You'd have been forgiven for so doing partway through today's Spanish race. It was rather tepid stuff for much of the way, in the worst Montmelo tradition. No one was passing anyone, and the broader story seemed merely a continuation of what he'd witnessed already in 2014. Lewis Hamilton with a clean pair of heels on his Mercedes team mate Nico Rosberg, but both way ahead of everybody else. Yet, whaddaya know, it got rather fun by the end.
Lewis Hamilton - just - was the one smiling at the end Photo: Octane Photography |
But another thing that stayed the same was that Lewis indeed remained where he needed to be, in first place, when the chequered flag fell. But even in his case there was tension added; he was hanging on at the end. And in the non-Mercedes class there were plenty of intriguing battles going on too.
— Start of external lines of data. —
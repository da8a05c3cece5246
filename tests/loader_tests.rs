use rstest::rstest;
use std::io::Write;
use tempfile::NamedTempFile;
use tourforge::error::TourForgeError;
use tourforge::geometry::City;
use tourforge::loader::{load_cities, parse_cities, parse_order};

fn city_file(body: &str) -> NamedTempFile {
    let mut file = NamedTempFile::new().unwrap();
    write!(file, "{}", body).unwrap();
    file
}

#[test]
fn test_loader_keeps_file_order() {
    let file = city_file("0 0\n10 -3\n-7 4\n");
    let cities = load_cities(file.path()).unwrap();
    assert_eq!(
        cities,
        vec![City::new(0, 0), City::new(10, -3), City::new(-7, 4)]
    );
}

#[test]
fn test_loader_ignores_blank_trailing_lines() {
    let file = city_file("1 1\n2 2\n\n\n");
    assert_eq!(load_cities(file.path()).unwrap().len(), 2);
}

#[rstest]
#[case("1 2 3\n4 5\n", "exactly 2 numbers")]
#[case("1\n4 5\n", "exactly 2 numbers")]
#[case("1 a\n4 5\n", "not an integer")]
#[case("1.5 2\n4 5\n", "not an integer")]
#[case("4 5\n", "at least 2 cities")]
#[case("4 5\n4 5\n", "duplicate city")]
fn test_loader_rejects_bad_input(#[case] body: &str, #[case] needle: &str) {
    let err = parse_cities(body.as_bytes()).unwrap_err();
    match err {
        TourForgeError::Validation(msg) => assert!(msg.contains(needle), "{}", msg),
        other => panic!("expected a validation error, got {:?}", other),
    }
}

#[test]
fn test_missing_file_is_io_error() {
    let err = load_cities("/definitely/not/here/cities.txt").unwrap_err();
    assert!(matches!(err, TourForgeError::Io(_)));
}

#[test]
fn test_parse_order() {
    let cities = parse_cities("0 0\n0 1\n1 1\n1 0\n".as_bytes()).unwrap();
    let tour = parse_order("0, 1,2,3", &cities).unwrap();
    assert!((tour.length() - 4.0).abs() < 1e-12);

    assert!(parse_order("0,1,2", &cities).is_err());
    assert!(parse_order("0,1,2,2", &cities).is_err());
    assert!(parse_order("0,1,2,9", &cities).is_err());
    assert!(parse_order("0,1,x,3", &cities).is_err());
}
And how did this come about? Well, unpalatable though it may be to some (especially to Sergio Perez given his sentiments expressed earlier in the weekend), we can thank Pirelli. The Italian tyre company has consciously retracted its horns somewhat this year, but it's still left enough in the rubber to allow strategy variation, and the processional fare early on rather disguised the differences in such approaches that laid beneath the surface.
And it applied to the two Mercs too. At the end of the opening stint Lewis pitted first and took on another set of medium tyres, the preferred ones by consensus. But Nico - curiously it seemed - stayed out a couple more laps and then bolted on the hards. And - even more curiously - he refused to lose the time to his team mate in the subsequent stint that the extrapolations suggested he should if Lewis was to be safe.
Lewis too indulged in some heated conversations on the radio with his engineer at this stage, bemoaning his car's handling as well as questioning the regularity of the communication as well as the strategy and set-up choices. All a little redolent of his bad old days that we thought shed this campaign...
And he was right to be worried as in the final stint with the tyre situation now reversed Nico tore chunks out of Lewis's hardly thick advantage. Come the end he was just on the cusp of being within range of having a go at the lead, but he ran out of laps, and the two Silver Arrows indeed finished in the same order. Lewis now finally - after four straight wins - makes up for his Australia DNF and leads the drivers' table too.
Nico Rosberg once again was the one following his team mate home Photo: Octane Photography |
Nico will be encouraged that just as in Bahrain he's reminded all, not least his team mate, and in a rather timely fashion that he cannot be discounted as a factor in the 2014 drivers' championship. But by the same token, again like in Bahrain, he may be perturbed that even in the races wherein he can take the fight to Lewis he's not yet been able to beat him.
He has the comfort that Monaco is next up, where 12 months ago he took his then rather bewildered team mate to the cleaners. 'I'll be going there to do one better, and repeat the win from last year. That's the aim' Nico added. Somehow you suspect though that the Lewis of 2014 will be a tougher proposition.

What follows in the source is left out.